This really is technology related, even though it is also about the election and politics.  Fox News reports on a video showing a monkey hacking a Diebold vote tabulating machine.

OK, so the monkey has to actually get to the vote tabulating machine, but inside the article has somewhat more disturbing news about the GEMS program that handles the tabulation of votes:

GEMS requires users to enter a password to access the vote totals, but Harris showed that the totals can also be opened -- and altered -- with Access, without ever running GEMS.

If you are familiar with Access and how it is used and misused, then you know that the developer of this system did not even use the incredibly hackable Access security on this application.  While there are password crackers aplenty for Access user security (a Google search for "Jet Security Crack" shows about 83,000 results), Diebold did not even use that!  They rely on the application security only, ignoring even the most basic of security offered by the database system they are using. 
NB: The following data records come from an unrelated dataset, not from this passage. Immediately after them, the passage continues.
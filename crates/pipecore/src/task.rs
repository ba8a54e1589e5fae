use crate::{events::EventEmitter, NodeId, RunId, TaskError, Value, ValueType};
use async_trait::async_trait;
use futures::future::BoxFuture;
use std::collections::HashMap;
use std::future::Future;
use std::sync::Arc;
use tokio_util::sync::CancellationToken;

/// Core trait that every task entry point implements
#[async_trait]
pub trait Callable: Send + Sync {
    async fn call(&self, ctx: TaskContext, args: TaskArgs) -> Result<Value, TaskError>;
}

/// Executable body of an instruction: a set of named entry points.
pub trait TaskBody: Send + Sync {
    /// Declared entry points, in declaration order. Must not run any task logic.
    fn signatures(&self) -> Vec<Signature>;

    /// Create the callables for a single dispatch. Nothing created here may
    /// outlive the call it was created for.
    fn materialize(&self) -> Result<HashMap<String, Box<dyn Callable>>, TaskError>;
}

/// Name and parameter list of one entry point
#[derive(Debug, Clone, PartialEq)]
pub struct Signature {
    pub name: String,
    pub params: Vec<ParamDecl>,
}

#[derive(Debug, Clone, PartialEq)]
pub struct ParamDecl {
    pub name: String,
    /// `None` accepts any value without conversion
    pub ty: Option<ValueType>,
}

impl Signature {
    pub fn new(name: impl Into<String>) -> Self {
        Self {
            name: name.into(),
            params: Vec::new(),
        }
    }

    pub fn param(mut self, name: impl Into<String>, ty: ValueType) -> Self {
        self.params.push(ParamDecl {
            name: name.into(),
            ty: Some(ty),
        });
        self
    }

    pub fn untyped(mut self, name: impl Into<String>) -> Self {
        self.params.push(ParamDecl {
            name: name.into(),
            ty: None,
        });
        self
    }

    pub fn param_names(&self) -> impl Iterator<Item = &str> {
        self.params.iter().map(|p| p.name.as_str())
    }
}

/// Execution context passed to each callable
#[derive(Clone)]
pub struct TaskContext {
    pub run_id: RunId,

    pub node_id: NodeId,

    /// Event emitter for real-time updates
    pub events: EventEmitter,

    /// Cancelled when the run is asked to terminate
    pub cancellation: CancellationToken,
}

/// Named arguments handed to a callable
#[derive(Debug, Clone, Default, PartialEq)]
pub struct TaskArgs {
    values: HashMap<String, Value>,
}

impl TaskArgs {
    pub fn new(values: HashMap<String, Value>) -> Self {
        Self { values }
    }

    pub fn get(&self, name: &str) -> Option<&Value> {
        self.values.get(name)
    }

    /// Get required argument or return error
    pub fn require(&self, name: &str) -> Result<&Value, TaskError> {
        self.values
            .get(name)
            .ok_or_else(|| TaskError::MissingInput(name.to_string()))
    }

    pub fn require_str(&self, name: &str) -> Result<&str, TaskError> {
        let value = self.require(name)?;
        value.as_str().ok_or_else(|| invalid_type(name, "string", value))
    }

    pub fn require_i64(&self, name: &str) -> Result<i64, TaskError> {
        let value = self.require(name)?;
        value.as_i64().ok_or_else(|| invalid_type(name, "int", value))
    }

    pub fn require_f64(&self, name: &str) -> Result<f64, TaskError> {
        let value = self.require(name)?;
        value.as_f64().ok_or_else(|| invalid_type(name, "number", value))
    }

    pub fn len(&self) -> usize {
        self.values.len()
    }

    pub fn is_empty(&self) -> bool {
        self.values.is_empty()
    }

    pub fn iter(&self) -> impl Iterator<Item = (&String, &Value)> {
        self.values.iter()
    }

    pub fn into_inner(self) -> HashMap<String, Value> {
        self.values
    }
}

fn invalid_type(field: &str, expected: &str, actual: &Value) -> TaskError {
    TaskError::InvalidInputType {
        field: field.to_string(),
        expected: expected.to_string(),
        actual: actual.type_name().to_string(),
    }
}

type Constructor = Arc<dyn Fn() -> Box<dyn Callable> + Send + Sync>;
type TaskFn = Arc<dyn Fn(TaskContext, TaskArgs) -> BoxFuture<'static, Result<Value, TaskError>> + Send + Sync>;

/// Task body assembled from closures and `Callable` constructors.
#[derive(Clone, Default)]
pub struct FnBody {
    entries: Vec<(Signature, Constructor)>,
}

impl FnBody {
    pub fn new() -> Self {
        Self::default()
    }

    /// Register an entry point backed by a `Callable` type. `constructor`
    /// runs once per dispatch.
    pub fn entry<C, F>(mut self, signature: Signature, constructor: F) -> Self
    where
        C: Callable + 'static,
        F: Fn() -> C + Send + Sync + 'static,
    {
        let constructor: Constructor = Arc::new(move || Box::new(constructor()) as Box<dyn Callable>);
        self.entries.push((signature, constructor));
        self
    }

    /// Register an entry point backed by an async closure.
    pub fn func<F, Fut>(self, signature: Signature, f: F) -> Self
    where
        F: Fn(TaskContext, TaskArgs) -> Fut + Send + Sync + 'static,
        Fut: Future<Output = Result<Value, TaskError>> + Send + 'static,
    {
        let f: TaskFn = Arc::new(move |ctx, args| Box::pin(f(ctx, args)));
        self.entry(signature, move || FnCallable { f: f.clone() })
    }

    pub fn into_body(self) -> Arc<dyn TaskBody> {
        Arc::new(self)
    }
}

impl TaskBody for FnBody {
    fn signatures(&self) -> Vec<Signature> {
        self.entries.iter().map(|(sig, _)| sig.clone()).collect()
    }

    fn materialize(&self) -> Result<HashMap<String, Box<dyn Callable>>, TaskError> {
        // Later definitions shadow earlier ones with the same name.
        Ok(self
            .entries
            .iter()
            .map(|(sig, constructor)| (sig.name.clone(), constructor()))
            .collect())
    }
}

struct FnCallable {
    f: TaskFn,
}

#[async_trait]
impl Callable for FnCallable {
    async fn call(&self, ctx: TaskContext, args: TaskArgs) -> Result<Value, TaskError> {
        (self.f)(ctx, args).await
    }
}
A Maryland Election official is also quoted:

But Maryland election officials agreed with Bear that no hacking can happen unless the hacker is physically at the computer.

This sort of thinking makes my head explode!  Of course you need to have access to the machine.  And no one in the Board of Elections has any possible interest in the outcome of an election, right?  And all Board of Election workers are aware of the need to watch these machines, right?  Yea, right.  Anyone besides me want to pick up a copy of the .NET Developer's Guide to Security by Keith Brown and mail it to the software development group at Diebold?  I am reading it now, and there is an execellent section on Defense in Depth, as well as Countermeasures that would hopefully bring the developers to their senses.  Is there any Diebold software developer out there that can defend deploying an election database without at least using all the security tools provided by the database system?  How about defending use of Access rather than MSDE or some other more secure database?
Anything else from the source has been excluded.